Investment watchdog and Activision-Blizzard shareholder CTW Investment Group calls out Bobby Kotick's huge salaries, and prompts investors to vote against a new compensation package for the CEO.
According to the CTW Investment Group's director Dieter Waizenegger, Activision's CEO Bobby Kotick makes way too much money. In 2019, Kotick ranked #45 on the highest paid CEOs, and managed to rake in over $28 million throughout the year. As Activision-Blizzard's coffers swelled to billion-dollar proportions throughout the years, so too has Kotick's payouts, which grew to nearly $100 million across four years.
CTW, an activist firm aimed at equalizing pay and fair treatment of workers, owns active shares in Activision-Blizzard and called the company out in a recent SEC filing. The firm basically states that Kotick is raking in too much compensation in comparison to its workers. Waizenegger makes a compelling argument and puts numbers into perspective and gives a closer look at the inner workings of the company's executive structure.
Over the past four years, Activision Blizzard CEO Robert Kotick has received over $20 million in combined stock/option equity per year. These equity grants have consistently been larger than the total pay (the sum of base salary, annual bonus, and equity pay) of CEO peers at similar companies.
Specifically, over the past four years, Kotick has received $96.5 million cumulatively in combined stock/option awards alone. In just 2019, he received over $28 million in combined equity,primarily consisting of options (over $20 million) that are substantially "in the money."
While equity grants that exceed the total pay of peer companies would be objectionable in most circumstances, it is of special concern in this case because Activision Blizzard employees face job insecurity following layoffs of 800 employees
in 2019, and typically earn less than 1/3 of 1% of the CEO's earnings, with some employees, such as Junior Developers, making less than $40,000 a year while living in high-cost areas such as southern California.
Activision was quick to defend Kotick's compensation, saying that the CEO is responsible for incredible growth. Since Kotick's payouts are tied to performance, he's getting paid a hefty sum.
Here's what an Activision rep told Gamespot:
"During Mr. Kotick's tenure--which is the longest of any CEO of a public technology company--Activision Blizzard's market capitalization has increased from less than $10 million to over $53 billion dollars"In the last five years, Activision Blizzard's share price has outperformed the S&P 500 by more than 120% and over the past 20 years, under Mr. Kotick's leadership, Activision Blizzard's share price has outperformed the S&P 500 by over 11,000%.
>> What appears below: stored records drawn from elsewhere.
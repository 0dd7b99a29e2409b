//! DevTools codec implementation using tokio-util.
//!
//! This module provides [`CdpCodec`], which implements both the `Encoder` and
//! `Decoder` traits from tokio-util for protocol messages.

use bytes::{Buf, BufMut, Bytes, BytesMut};
use serde::de::IgnoredAny;
use tokio_util::codec::{Decoder, Encoder};

use crate::error::CodecError;
use crate::message::OutgoingMessage;

/// Default maximum message size (64 MB). Screenshots and DOM snapshots are large.
const DEFAULT_MAX_MESSAGE_SIZE: usize = 64 * 1024 * 1024;

/// One unit cut from the inbound byte stream.
#[derive(Debug, Clone, PartialEq)]
pub enum Frame {
    /// The exact bytes of one complete top-level JSON value.
    Complete(Bytes),
    /// Bytes that can never become a JSON value. They have been dropped
    /// from the buffer so reading can carry on with whatever follows.
    Malformed {
        /// The discarded bytes.
        bytes: Bytes,
        /// Why they were rejected.
        reason: String,
    },
}

/// Codec for the DevTools message stream.
///
/// Each unit on the wire is a single JSON value with no header or length
/// prefix, and the underlying stream may deliver a unit in arbitrary
/// fragments or several units back to back. Decoding therefore runs an
/// incremental JSON scan over the buffered bytes and distinguishes three
/// outcomes:
///
/// - the buffer ends inside a value: wait for more bytes
/// - a complete value was found: cut exactly that span
/// - the bytes are not JSON: discard them up to the next `{` after the
///   error and report a malformed frame
///
/// # Example
///
/// ```ignore
/// use tokio_util::codec::FramedRead;
/// use transport::CdpCodec;
///
/// let framed = FramedRead::new(reader, CdpCodec::new());
/// ```
#[derive(Debug, Clone)]
pub struct CdpCodec {
    /// Maximum allowed message size in bytes.
    max_message_size: usize,
    progress: Progress,
}

impl CdpCodec {
    /// Create a new codec with default settings.
    pub fn new() -> Self {
        Self::with_max_size(DEFAULT_MAX_MESSAGE_SIZE)
    }

    /// Create a new codec with a custom maximum message size.
    ///
    /// An incomplete unit growing past this will be rejected with
    /// [`CodecError::MessageTooLarge`].
    pub fn with_max_size(max_message_size: usize) -> Self {
        Self {
            max_message_size,
            progress: Progress::default(),
        }
    }

    fn incomplete(&self, src: &BytesMut) -> Result<Option<Frame>, CodecError> {
        if src.len() > self.max_message_size {
            return Err(CodecError::MessageTooLarge {
                size: src.len(),
                max: self.max_message_size,
            });
        }
        Ok(None)
    }
}

impl Default for CdpCodec {
    fn default() -> Self {
        Self::new()
    }
}

/// Structural progress through a buffered object or array.
///
/// Only tracks nesting and strings, so it can tell when the outermost
/// bracket may have closed without re-reading bytes it has already seen.
/// Validation is left to serde_json.
#[derive(Debug, Clone, Default)]
struct Progress {
    scanned: usize,
    depth: usize,
    in_string: bool,
    escaped: bool,
    /// Buffer length at the last full scan that came back incomplete.
    checked_len: usize,
}

impl Progress {
    /// Feed the bytes not seen yet. Returns true once the outermost
    /// bracket closes.
    fn advance(&mut self, buf: &[u8]) -> bool {
        while self.scanned < buf.len() {
            let b = buf[self.scanned];
            self.scanned += 1;

            if self.in_string {
                if self.escaped {
                    self.escaped = false;
                } else if b == b'\\' {
                    self.escaped = true;
                } else if b == b'"' {
                    self.in_string = false;
                }
                continue;
            }

            match b {
                b'"' => self.in_string = true,
                b'{' | b'[' => self.depth += 1,
                b'}' | b']' => {
                    self.depth = self.depth.saturating_sub(1);
                    if self.depth == 0 {
                        return true;
                    }
                }
                _ => {}
            }
        }
        false
    }
}

enum Scan {
    Empty,
    Complete(usize),
    Incomplete,
    Malformed(serde_json::Error),
}

/// Scan the start of `buf` for one complete JSON value.
fn scan(buf: &[u8]) -> Scan {
    let mut values = serde_json::Deserializer::from_slice(buf).into_iter::<IgnoredAny>();
    match values.next() {
        None => Scan::Empty,
        Some(Ok(_)) => Scan::Complete(values.byte_offset()),
        Some(Err(e)) if e.is_eof() => Scan::Incomplete,
        Some(Err(e)) => Scan::Malformed(e),
    }
}

/// Where reading resumes after a syntax error: the first `{` at or after
/// the error position, never the very first byte.
fn resync_point(buf: &[u8], error: &serde_json::Error) -> usize {
    let line_start = match error.line() {
        0 | 1 => 0,
        line => buf
            .iter()
            .enumerate()
            .filter(|(_, b)| **b == b'\n')
            .nth(line - 2)
            .map_or(buf.len(), |(i, _)| i + 1),
    };
    let at = (line_start + error.column().saturating_sub(1)).clamp(1, buf.len());

    buf[at..]
        .iter()
        .position(|b| *b == b'{')
        .map_or(buf.len(), |offset| at + offset)
}

impl Decoder for CdpCodec {
    type Item = Frame;
    type Error = CodecError;

    fn decode(&mut self, src: &mut BytesMut) -> Result<Option<Self::Item>, Self::Error> {
        // Drop whitespace between units
        let Some(start) = src.iter().position(|b| !b.is_ascii_whitespace()) else {
            src.clear();
            self.progress = Progress::default();
            return Ok(None);
        };
        if start > 0 {
            src.advance(start);
            self.progress = Progress::default();
        }

        // Objects and arrays are only rescanned once they may have closed or
        // the buffer has doubled since the last look, so a unit trickling in
        // through many small reads is not parsed from the start every time.
        if matches!(src[0], b'{' | b'[') {
            let closed = self.progress.advance(src);
            if closed {
                self.progress.checked_len = 0;
            } else if src.len() < self.progress.checked_len.saturating_mul(2) {
                return self.incomplete(src);
            }
        }

        match scan(src) {
            Scan::Empty => Ok(None),
            Scan::Complete(end) => {
                self.progress = Progress::default();
                Ok(Some(Frame::Complete(src.split_to(end).freeze())))
            }
            Scan::Incomplete => {
                if self.progress.depth == 0 {
                    // the bracket count was fooled, start it over
                    self.progress = Progress::default();
                }
                self.progress.checked_len = src.len();
                self.incomplete(src)
            }
            Scan::Malformed(e) => {
                self.progress = Progress::default();
                let end = resync_point(src, &e);
                Ok(Some(Frame::Malformed {
                    bytes: src.split_to(end).freeze(),
                    reason: e.to_string(),
                }))
            }
        }
    }

    fn decode_eof(&mut self, buf: &mut BytesMut) -> Result<Option<Self::Item>, Self::Error> {
        match self.decode(buf)? {
            Some(frame) => Ok(Some(frame)),
            None if buf.is_empty() => Ok(None),
            None => {
                self.progress = Progress::default();
                Ok(Some(Frame::Malformed {
                    bytes: buf.split().freeze(),
                    reason: "stream ended inside a message".to_string(),
                }))
            }
        }
    }
}

impl Encoder<OutgoingMessage> for CdpCodec {
    type Error = CodecError;

    fn encode(&mut self, item: OutgoingMessage, dst: &mut BytesMut) -> Result<(), Self::Error> {
        let json = serde_json::to_vec(&item).map_err(CodecError::JsonSerialize)?;
        dst.reserve(json.len());
        dst.put_slice(&json);
        Ok(())
    }
}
"Over 90% of Mr. Kotick's proxy reported compensation is performance-based, and he has delivered exceptional value for Activision Blizzard's stockholders. Our equity dilution rates remain among the lowest of our peer group."
It's true that the company has grown to titanic proportions under Kotick's leadership, expanding to one of the top gaming forces in the industry with an established billion-dollar service empire.
The company routinely makes $5-6 billion every year--except in 2018, where it made over $7.5 billion as it simultaneously fired 800 employees--thanks to its wealth of live services.
In 2019 alone, Activision made $1.9 billion in net income on the back of $3.36 billion in microtransactions and $6.3 billion in total revenues.
Until the policies are changed, Kotick's earnings will be proportionate to the company's revenues. And honestly I don't see investors changing any of these as long as the company keeps making them money.